Mereka beranggapan, sebagai warga negara yang cinta konstitusi memiliki kepentingan untuk mengawasi jalannya proses persidangan di Mahkamah Konstitusi (MK) dan berhak atas putusan yang pasti dan seadil-adilnya secara hukum.
Selain itu, putusan mahkamah juga harus bebas dari masalah yang mengancam independensi, imparsialitas, dan integritas Hakim Konstitusi pada saat pengambilan keputusan, karena Putusan Mahkamah akan mengikat secara umum (erga omnes) dan berpengaruh kepada seluruhan tatanan sistem hukum Indonesia.
Menurut Sugeng Nugroho salah satu pemohon menyatakan, putusan MK Nomor 90 / PUU –XXI / 2023 “patut diduga ada pelanggaran etik serta kejanggalan praktik yang dilakukan oleh salah satu atau beberapa Hakim Konstitusi dalam rangkaian pengambilan keputusan pada perkara-perkara di Mahkamah Konstitusi, yang menunjukan pelanggaran terhadap prinsip independensi dan imparsialitas tersebut.
“Hal ini tentunya mencederai hak konstitusional para pemohon sebagai warga negara berhak atas keadilan dan kepastian hukum sesuai Pasal 28D ayat (1) UUD 1945. Ini berkaitan dengan amar putusan MK Nomor 90 / PUU – XXI/ 2023 yang menyimpulkan bahwa seakan-akan ada 5 (lima) orang hakim mengabulkan dan 4 (empat) orang hakim menolak permohonan batasan usia Capres dan Cawapres di bawah 40 tahun,” kata Sugeng melalui keterangan tertulisnya, Jumat (27/10/2023).
Sementara itu, Azeem Marhendra Amedi pemohon lainnya menyebutkan.
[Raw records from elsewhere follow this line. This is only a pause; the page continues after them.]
//! Read-only status gates guarding downstream actions.

use super::FailureKind;
use crate::task::{
    domain::{GateError, TaskDomainError, TaskKey, TaskStatus},
    ports::{TaskStore, TaskStoreError},
};
use serde::{Deserialize, Serialize};
use std::fmt;
use std::sync::Arc;
use thiserror::Error;

/// Work that may only run once a task has cleared review.
#[derive(Debug, Clone, Copy, PartialEq, Eq, Hash, Serialize, Deserialize)]
#[serde(rename_all = "snake_case")]
pub enum DownstreamAction {
    /// Generating API test cases for the task.
    TestCaseGeneration,
    /// Producing database verification statements.
    DatabaseVerification,
    /// Writing the integration guide.
    IntegrationDocumentation,
    /// Publishing the task to the issue tracker.
    TicketPublication,
}

impl DownstreamAction {
    /// Every gated action.
    pub const ALL: [Self; 4] = [
        Self::TestCaseGeneration,
        Self::DatabaseVerification,
        Self::IntegrationDocumentation,
        Self::TicketPublication,
    ];

    /// Returns the canonical name.
    #[must_use]
    pub const fn as_str(self) -> &'static str {
        match self {
            Self::TestCaseGeneration => "test_case_generation",
            Self::DatabaseVerification => "database_verification",
            Self::IntegrationDocumentation => "integration_documentation",
            Self::TicketPublication => "ticket_publication",
        }
    }

    /// Returns the minimum status the action requires.
    #[must_use]
    pub const fn required_status(self) -> TaskStatus {
        match self {
            Self::TestCaseGeneration
            | Self::DatabaseVerification
            | Self::IntegrationDocumentation
            | Self::TicketPublication => TaskStatus::Approved,
        }
    }
}

impl fmt::Display for DownstreamAction {
    fn fmt(&self, formatter: &mut fmt::Formatter<'_>) -> fmt::Result {
        formatter.write_str(self.as_str())
    }
}

impl TryFrom<&str> for DownstreamAction {
    type Error = TaskGateError;

    fn try_from(value: &str) -> Result<Self, Self::Error> {
        let normalized = value.trim().to_ascii_lowercase().replace('-', "_");
        Self::ALL
            .into_iter()
            .find(|action| action.as_str() == normalized)
            .ok_or_else(|| TaskGateError::UnknownAction(value.to_owned()))
    }
}

/// Errors returned by gate checks.
#[derive(Debug, Error)]
pub enum TaskGateError {
    /// The task has not reached the required status.
    #[error(transparent)]
    Blocked(#[from] GateError),

    /// A named downstream action was refused.
    #[error("{action} refused: {source}")]
    ActionBlocked {
        /// Action that was refused.
        action: DownstreamAction,
        /// Underlying gate failure.
        source: GateError,
    },

    /// The action name is not recognised.
    #[error("unknown downstream action: {0}")]
    UnknownAction(String),

    /// The task key was invalid.
    #[error(transparent)]
    Domain(#[from] TaskDomainError),

    /// The task record could not be read.
    #[error(transparent)]
    Store(#[from] TaskStoreError),
}

impl TaskGateError {
    /// Returns the gate failure, if the error is one.
    #[must_use]
    pub const fn gate_error(&self) -> Option<&GateError> {
        match self {
            Self::Blocked(source) | Self::ActionBlocked { source, .. } => Some(source),
            Self::UnknownAction(_) | Self::Domain(_) | Self::Store(_) => None,
        }
    }

    /// Classifies the error.
    #[must_use]
    pub const fn kind(&self) -> FailureKind {
        match self {
            Self::Blocked(_) | Self::ActionBlocked { .. } => FailureKind::Gate,
            Self::UnknownAction(_) | Self::Domain(_) => FailureKind::InvalidRequest,
            Self::Store(_) => FailureKind::Persistence,
        }
    }
}

/// Result type for gate checks.
pub type TaskGateResult<T> = Result<T, TaskGateError>;

/// Precondition checks consulted before any downstream generator runs.
///
/// Gates never mutate the store.
#[derive(Clone)]
pub struct TaskGate<R>
where
    R: TaskStore,
{
    store: Arc<R>,
}

impl<R> TaskGate<R>
where
    R: TaskStore,
{
    /// Creates a gate over `store`.
    #[must_use]
    pub const fn new(store: Arc<R>) -> Self {
        Self { store }
    }

    /// Requires the task's status rank to be at least `minimum`'s.
    ///
    /// Returns the current status on success.
    ///
    /// # Errors
    ///
    /// Returns [`TaskGateError::Blocked`] naming the current and required
    /// status when the rank is too low, or a domain/store error when the key
    /// is invalid or the record unreadable.
    pub async fn require_minimum(
        &self,
        task_key: &str,
        minimum: TaskStatus,
    ) -> TaskGateResult<TaskStatus> {
        let key = TaskKey::new(task_key)?;
        let current = self.store.load(&key).await?.status();
        if current.satisfies(minimum) {
            return Ok(current);
        }

        tracing::debug!(task_key = %key, %current, required = %minimum, "gate closed");
        Err(GateError {
            task_key: key,
            current,
            required: minimum,
        }
        .into())
    }

    /// Authorizes `action` for the task.
    ///
    /// # Errors
    ///
    /// Returns [`TaskGateError::ActionBlocked`] when the task has not reached
    /// the action's required status, or a domain/store error.
    pub async fn authorize(
        &self,
        task_key: &str,
        action: DownstreamAction,
    ) -> TaskGateResult<TaskStatus> {
        match self.require_minimum(task_key, action.required_status()).await {
            Err(TaskGateError::Blocked(source)) => {
                Err(TaskGateError::ActionBlocked { action, source })
            }
            other => other,
        }
    }
}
Merujuk pada definisi dari Legal Information Institute Cornell University, arti dari concurring reason harus dimaknai bahwa hakim yang menyampaikan concurring reason itu setuju (agree) terhadap mayoritas hakim yang lain, yang dalam hal ini Hakim Saldi Isra, Hakim Arief Hidayat dan dua Hakim yang menolak permohonan lainnya, dan bukannya dianggap setuju dengan Hakim Anwar Usman dan dua orang hakim lainnya yang mengabulkan.
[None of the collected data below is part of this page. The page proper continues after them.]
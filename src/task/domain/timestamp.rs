//! Timestamp decoding for persisted records.
//!
//! Records are written with RFC 3339 timestamps. Older documents carry naive
//! ISO 8601 values such as `2024-05-01T12:00:00.123456`, which are read as
//! UTC.

use chrono::{DateTime, NaiveDateTime, Utc};
use serde::{Deserialize, Deserializer, de::Error as _};

const NAIVE_FORMAT: &str = "%Y-%m-%dT%H:%M:%S%.f";

/// Parses an RFC 3339 timestamp, or a naive ISO 8601 one as UTC.
pub(super) fn parse(value: &str) -> Option<DateTime<Utc>> {
    let trimmed = value.trim();
    DateTime::parse_from_rfc3339(trimmed)
        .map(|parsed| parsed.with_timezone(&Utc))
        .ok()
        .or_else(|| {
            NaiveDateTime::parse_from_str(trimmed, NAIVE_FORMAT)
                .ok()
                .map(|naive| naive.and_utc())
        })
}

pub(super) fn deserialize<'de, D>(deserializer: D) -> Result<DateTime<Utc>, D::Error>
where
    D: Deserializer<'de>,
{
    let raw = String::deserialize(deserializer)?;
    parse(&raw).ok_or_else(|| D::Error::custom(format!("invalid timestamp '{raw}'")))
}

pub(super) fn deserialize_optional<'de, D>(
    deserializer: D,
) -> Result<Option<DateTime<Utc>>, D::Error>
where
    D: Deserializer<'de>,
{
    Option::<String>::deserialize(deserializer)?
        .map(|raw| {
            parse(&raw).ok_or_else(|| D::Error::custom(format!("invalid timestamp '{raw}'")))
        })
        .transpose()
}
“Menurut para pemohon, penarikan kesimpulan dalam amar putusan Mahkamah Konstitusi yang menganggap Concurring Opinion itu setuju pada hakim yang mengabulkan permohonan, dan itu adalah kesesatan atau penyesatan penyimpulan,” kata Azeem
Pemohon ketiga yakni Teguh Prihandoko, yang juga Alumni FE Unair menyatakan bahwa terdapat fakta yang tidak terbantahkan Ketua Mahkamah Konstitusi Anwar Usman memiliki hubungan keluarga besar dengan seseorang bernama Gibran Rakabuming Raka yang setelah Putusan Nomor 90/PUU-XXI/2023 tersebut dibacakan kemudian diusulkan dan ditetapkan sebagai calon wakil presiden dari partai dan kumpulan artai-partai yang diuntungkan dengan adanya Amar Putusan yang telah dibacakan.
“Hakim Anwar Usman itu track recordnya telah lama mengabdi di lingkungan Mahkamah Agung sebelum menjadi Hakim Mahkamah Konstitusi. Seharusnya dia telah memahami etika untuk mundur / tidak terlibat dalam proses pemeriksaan dan pengambilan keputusan karena adanya Conflict of Interest. Dan bahkan dalam kedudukannya sebagai Ketua Mahkamah Konstitusi harusnya memberikan keteladanan sebagai seorang yang dianggap negarawan, bukan sebaliknya melakukan perbuatan yang merongrong kewibawaan Mahkamah Konstitusi,” ujarnya. (Boy)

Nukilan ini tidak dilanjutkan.